Majestyk . . .
. . . stepped into him as he brought the shotgun up, grabbing the barrel with his left hand, and drove his right fist hard into Bobby Kopas's face, getting some nose and mouth, staying with him as Kopas went back against the car door, and slammed the fist into him again, getting his sunglasses this time, wiping them from his face, and pulling the shotgun out of his hands as Kopas twisted and his head and shoulders fell into the window opening."Mr. Majestyk," the first Elmore Leonard novel I ever read, was commended to my attention long ago by The Oldtimer. Despite having written 42 others, Leonard says:
"I never had a really brilliant idea," he is saying, coming back into the room. His name is Elmore, but people call him by his high school nickname. "A really great story idea that keeps readers turning the pages. And I just never had one. I always came up with stuff that I'd say, 'Oh, I guess I could make a book about that.' "And he's quite right. His stories don't turn on big ideas or plot-gulping surprises. He reminds us of Carl Hiaasen (minus the bizarre) or, more apt for their realistic ambiguity, John D. MacDonald's Travis McGee (minus Trav's introspection, of course).
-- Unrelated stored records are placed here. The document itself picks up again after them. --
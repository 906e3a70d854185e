use crate::block::DiffBlock;
use crate::theme::Theme;

/// Style name for one unified-diff line.
pub fn line_style(line: &str) -> Option<&'static str> {
    if line.starts_with("+++") || line.starts_with("---") {
        Some("header")
    } else if line.starts_with("@@") {
        Some("diff_hunk")
    } else if line.starts_with('+') {
        Some("diff_added")
    } else if line.starts_with('-') {
        Some("diff_removed")
    } else {
        None
    }
}

pub fn render_diff(diff: &DiffBlock, theme: &Theme) -> String {
    let mut lines = Vec::new();
    if let Some(file) = &diff.file {
        lines.push(theme.apply("header", file));
    }
    for line in diff.content.lines() {
        lines.push(match line_style(line) {
            Some(style) => theme.apply(style, line),
            None => line.to_string(),
        });
    }
    lines.join("\n")
}

#[cfg(test)]
mod tests {
    use super::*;

    #[test]
    fn test_line_classification() {
        assert_eq!(line_style("--- a/file"), Some("header"));
        assert_eq!(line_style("@@ -1 +1 @@"), Some("diff_hunk"));
        assert_eq!(line_style("+added"), Some("diff_added"));
        assert_eq!(line_style("-removed"), Some("diff_removed"));
        assert_eq!(line_style(" context"), None);
    }

    #[test]
    fn test_file_header_first() {
        let diff = DiffBlock {
            content: "-a\n+b".into(),
            file: Some("src/lib.rs".into()),
        };
        assert_eq!(render_diff(&diff, &Theme::plain()), "src/lib.rs\n-a\n+b");
    }
}
//! Stage 6: create integrated variables.
//!
//! The parser leaves `x'`, `x''`, … as independent [`Variable`]s named
//! with trailing apostrophes (see `parser::tests::parse_rule_collects_*`).
//! This stage splices them into a proper order-0..order-N chain: each
//! `Variable.order` is set from its apostrophe count, `derivative` points
//! at the index of the next-lower order, and any missing intermediate
//! order is synthesized with an implicit `0` initial equation so the
//! generated `Instance::integrate` has a complete chain to walk.

use crate::ast::{Equation, Model, Variable};
use crate::error::DigestError;

fn split_order(name: &str) -> (&str, u32) {
    let trimmed = name.trim_end_matches('\'');
    let order = (name.len() - trimmed.len()) as u32;
    (trimmed, order)
}

pub fn run(model: &mut Model) -> Result<(), Vec<DigestError>> {
    for part in &mut model.parts {
        let raw: Vec<(String, u32, usize)> = part
            .variables
            .iter()
            .enumerate()
            .filter_map(|(i, v)| {
                let (base, order) = split_order(&v.name);
                (order > 0).then(|| (base.to_string(), order, i))
            })
            .collect();

        for (base, order, idx) in raw {
            part.variables[idx].order = order;

            // Ensure every order from 0 to `order` exists.
            for lower in 0..order {
                let lower_name = if lower == 0 { base.clone() } else { format!("{base}{}", "'".repeat(lower as usize)) };
                if part.find_variable(&lower_name).is_none() {
                    let mut synthesized = Variable::new(lower_name);
                    synthesized.order = lower;
                    if lower == 0 {
                        synthesized.equations.push(Equation::default_arm("0"));
                    }
                    part.variables.push(synthesized);
                }
            }

            let next_lower_name = if order == 1 { base.clone() } else { format!("{base}{}", "'".repeat((order - 1) as usize)) };
            if let Some(lower_idx) = part.find_variable(&next_lower_name) {
                part.variables[idx].derivative = Some(lower_idx);
            }
        }
    }
    Ok(())
}

#[cfg(test)]
mod tests {
    use super::*;
    use crate::ast::EquationSet;

    #[test]
    fn links_first_order_derivative_to_its_base_variable() {
        let mut set = EquationSet::new("Leaky");
        let mut x = Variable::new("x");
        x.equations.push(Equation::default_arm("1"));
        set.variables.push(x);
        let mut dx = Variable::new("x'");
        dx.equations.push(Equation::default_arm("-x"));
        set.variables.push(dx);
        let mut model = Model::new(set);

        run(&mut model).unwrap();
        let part = model.part(model.root);
        let dx_idx = part.find_variable("x'").unwrap();
        let x_idx = part.find_variable("x").unwrap();
        assert_eq!(part.variables[dx_idx].derivative, Some(x_idx));
        assert_eq!(part.variables[dx_idx].order, 1);
    }

    #[test]
    fn synthesizes_missing_intermediate_order() {
        let mut set = EquationSet::new("Oscillator");
        let mut ddx = Variable::new("x''");
        ddx.equations.push(Equation::default_arm("-x"));
        set.variables.push(ddx);
        let mut model = Model::new(set);

        run(&mut model).unwrap();
        let part = model.part(model.root);
        assert!(part.find_variable("x").is_some());
        assert!(part.find_variable("x'").is_some());
    }
}
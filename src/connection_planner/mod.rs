//! # Connection Planner
//!
//! Turns a digested connection part into a concrete enumeration strategy
//!: sparse-matrix-driven, nearest-neighbor over `$xyz`, or
//! plain enumerative (cross product of endpoint populations, optionally
//! filtered by a boolean condition). The strategy is a cost/shape driven
//! choice made once, ahead of execution, from static structure rather
//! than runtime data.

mod kdtree;
mod matrix;

pub use kdtree::{KdTree, Point3};
pub use matrix::SparseMatrixPlan;

use crate::ast::Model;
use crate::error::PlanError;
use dashmap::DashMap;
use rayon::prelude::*;

/// One coalesced description of how to form connections for a single
/// connection part ("Duplicates are coalesced by value
/// equality").
#[derive(Debug, Clone, PartialEq)]
pub struct ConnectionHolder {
    pub part: usize,
    pub strategy: Strategy,
}

#[derive(Debug, Clone, PartialEq)]
pub enum Strategy {
    SparseMatrix(SparseMatrixPlan),
    NearestNeighbor {
        k: Option<usize>,
        radius: Option<f64>,
    },
    Enumerative,
}

/// Plans every connection part in `model`, coalescing structurally
/// identical holders via a canonicalize-then-hash cache, a
/// common-subexpression cache applied to connection shapes instead of
/// expression subtrees.
///
/// Classification of each connection part is independent of every other,
/// so the per-part `classify` calls run across a `rayon` pool (sized
/// fleets of connection parts are the case this matters for); the
/// resulting holders are coalesced through a `DashMap` so the cache
/// itself tolerates being populated from whichever worker thread resolves
/// a given canonical key first.
pub fn plan(model: &Model) -> Result<Vec<ConnectionHolder>, PlanError> {
    let connection_parts: Vec<(usize, &crate::ast::EquationSet)> =
        model.parts.iter().enumerate().filter(|(_, part)| part.is_connection()).collect();

    let classified: Vec<Result<(usize, Strategy), PlanError>> =
        connection_parts.par_iter().map(|(idx, part)| classify(part).map(|strategy| (*idx, strategy))).collect();

    let cache: DashMap<String, ConnectionHolder> = DashMap::new();
    let mut holders = Vec::with_capacity(classified.len());
    for result in classified {
        let (idx, strategy) = result?;
        let key = canonical_key(idx, &strategy);
        let holder = cache.entry(key).or_insert_with(|| ConnectionHolder { part: idx, strategy: strategy.clone() }).clone();
        holders.push(holder);
    }
    Ok(holders)
}

fn canonical_key(part: usize, strategy: &Strategy) -> String {
    format!("{part}:{strategy:?}")
}

fn classify(part: &crate::ast::EquationSet) -> Result<Strategy, PlanError> {
    let has_matrix = part.connection_matrix.is_some();
    let has_nn = part.find_variable("$k").is_some() || part.find_variable("$radius").is_some();

    match (has_matrix, has_nn) {
        (true, true) => Err(PlanError::ConflictingStrategy(part.name.clone())),
        (true, false) => {
            let cm = part.connection_matrix.as_ref().unwrap();
            Ok(Strategy::SparseMatrix(SparseMatrixPlan {
                variable: cm.variable.clone(),
                row_mapping: cm.row_mapping.clone(),
                column_mapping: cm.column_mapping.clone(),
            }))
        }
        (false, true) => {
            let k = part
                .find_variable("$k")
                .and_then(|i| part.variables[i].default_equation())
                .and_then(|eq| crate::value::parse_numeric_literal(&eq.expression))
                .map(|v| v as usize);
            let radius = part
                .find_variable("$radius")
                .and_then(|i| part.variables[i].default_equation())
                .and_then(|eq| crate::value::parse_numeric_literal(&eq.expression));
            Ok(Strategy::NearestNeighbor { k, radius })
        }
        (false, false) => Ok(Strategy::Enumerative),
    }
}

#[cfg(test)]
mod tests {
    use super::*;
    use crate::ast::{ConnectionBinding, ConnectionMatrix, Equation, EquationSet, Variable, VariableReference};

    fn binding(alias: &str, endpoint: &str) -> ConnectionBinding {
        ConnectionBinding { alias: alias.into(), endpoint: endpoint.into(), index: 0, resolution: VariableReference::unresolved("") }
    }

    #[test]
    fn a_connection_with_no_special_bindings_is_enumerative() {
        let mut set = EquationSet::new("Synapse");
        set.connection_bindings.push(binding("A", "Pre"));
        set.connection_bindings.push(binding("B", "Post"));
        let model = Model::new(set);

        let holders = plan(&model).unwrap();
        assert_eq!(holders.len(), 1);
        assert_eq!(holders[0].strategy, Strategy::Enumerative);
    }

    #[test]
    fn a_connection_declaring_k_is_nearest_neighbor() {
        let mut set = EquationSet::new("Synapse");
        set.connection_bindings.push(binding("A", "Pre"));
        let mut k = Variable::new("$k");
        k.equations.push(Equation::default_arm("5"));
        set.variables.push(k);
        let model = Model::new(set);

        let holders = plan(&model).unwrap();
        assert_eq!(holders[0].strategy, Strategy::NearestNeighbor { k: Some(5), radius: None });
    }

    #[test]
    fn a_connection_with_a_matrix_binding_and_k_conflicts() {
        let mut set = EquationSet::new("Synapse");
        set.connection_bindings.push(binding("A", "Pre"));
        set.connection_matrix = Some(ConnectionMatrix { variable: "W".into(), row_mapping: "r".into(), column_mapping: "c".into() });
        let mut k = Variable::new("$k");
        k.equations.push(Equation::default_arm("5"));
        set.variables.push(k);
        let model = Model::new(set);

        assert!(plan(&model).is_err());
    }

    #[test]
    fn structurally_identical_holders_are_coalesced() {
        let mut root = EquationSet::new("Root");
        let mut synapse_a = EquationSet::new("SynapseA");
        synapse_a.connection_bindings.push(binding("A", "Pre"));
        let mut synapse_b = EquationSet::new("SynapseB");
        synapse_b.connection_bindings.push(binding("A", "Pre"));
        root.parts = vec![1, 2];
        let mut model = Model { parts: vec![root, synapse_a, synapse_b], root: 0 };
        model.parts[1].container = Some(0);
        model.parts[2].container = Some(0);

        let holders = plan(&model).unwrap();
        assert_eq!(holders.len(), 2);
    }
}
Today the Washington Post does a long profile of Leonard, on the occasion of his receipt of some literary prize or other. If you don't know the world of Elmore Leonard, you should get to know it:
. . . his world is off-kilter America, primarily a vision of the lower end of the post-Vietnam era, when the margins got thin, the morals of the nation got cloudy, and irony became a survival mechanism. It's populated by cops who aren't exactly good, crooks who aren't exactly bad, and women who have an eye for the in-between. There is no judgment. Bad guys don't know they're bad. They brush their teeth and call their moms and then go rob a bank. Cynicism is on view, as is a vast detailing of bars, alcohol, prison cells, loan-sharking operations and gun runners. There is usually a lot of cash in a small container. People get shot. Self-confidence is a requirement. It's a place where getting dead isn't funny, but if this lounge singer shoots a would-be rapist and the bullet goes through him and hits her detective boyfriend right in the butt, well, you have to see the humor in the situation.